Кромка пены слева от меня через равные промежутки времени занимается ярким блеском, тут же гаснет и с шуршанием замирает у моих ног. Недавно тут кто-то прошел, в ту же сторону. Там, где он слегка отклонился вбок, небольшие набегающие волны еще не успели смыть его следы. Я вижу, что он носит пляжные туфли, такие же, как я, с прорезиненной подошвой, оставляющей такие же отпечатки. Кстати, такого же размера. И действительно, метрах в тридцати или сорока передо мной другой мальчик моего возраста – по крайней мере, одного со мной роста – идет, как и я, у самой кромки воды. Глядя на его силуэт, его можно было принять за меня, если бы при ходьбе он не вскидывал руки и ноги, как мне показалось, слишком размашисто, излишне резко, импульсивно, немного нескладно.

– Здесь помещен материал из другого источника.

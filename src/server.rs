//!
//! shardgate reference server
//! --------------------------
//! The server half of the gateway protocol: the `GateService` trait every binding dispatches
//! into, the fixture-backed `ReferenceServer`, fault injection, the panic boundary and the
//! Axum-based HTTP/WebSocket binding.

pub mod service;
pub mod fault;
pub mod boundary;
pub mod dispatch;
pub mod reference;
pub mod http;

pub use boundary::guarded;
pub use fault::{release_gate, FaultMode, ReleaseGate, ReleaseHandle, BACKEND_SENTINEL, FORCED_PANIC_MESSAGE, PANIC_MARKER};
pub use reference::ReferenceServer;
pub use service::{GateService, StreamSink};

Кто бы это мог быть? Я знаю всех местных мальчишек, а этот ни на кого не похож, разве только на меня самого. Значит, он мог быть чужаком, которых в Бретани называют «duchentil» (скорее всего, это происходит от «tud-gentil» – «пришлецы»). Но в это время года детям случайных туристов или приезжих уже давно положено быть снова в своих городских школах… Всякий раз, когда он исчезает за гранитными глыбами, по краям наползающих на берег ландов, и я следом за ним выбираю ту же узкую и скользкую тропу через плоские камни, покрытые коричневыми водорослями, в другой бухте я снова вижу его: словно пританцовывая, он шагает по песку, всегда на одинаковом удалении от меня, даже если я иду медленнее или прибавляю шагу, только силуэт его немного размывается по мере того, как угасает дневной свет. Уже почти ничего не видно, когда я прохожу мимо так называемой таможенной сторожки, которая давно заброшена и в которой уже никто не охраняет берег от грабителей. Я пытаюсь разглядеть своего лазутчика на том расстоянии от меня, на котором он должен был бы объявиться, но на этот раз тщетно. Размахивающий руками джинн буквально растворился в моросящем дожде.
И вдруг я оказываюсь в трех шагах от него. Он уселся на большой валун, который я сразу узнаю по его располагающей округлости, потому что сам частенько отдыхал на нем. Я инстинктивно топчусь на одном месте, в нерешительности, боясь так близко пройти мимо него. Но тут он поворачивается ко мне, и страх гонит меня вперед, хотя ступаю я робко, опустив голову, чтобы не встретиться с ним взглядом. На правом колене у него красуется почерневшая корка, – наверное, расшибся где-то на скалах. Два дня назад я получил такую же ссадину. В смятении я невольно бросаю взгляд на его лицо. На нем читается несколько тревожное, по крайней мере, настороженное, слегка недоверчивое выражение симпатии. Теперь сомнений быть не может: это я. Уже совсем темно. Опрометью я бросаюсь прочь.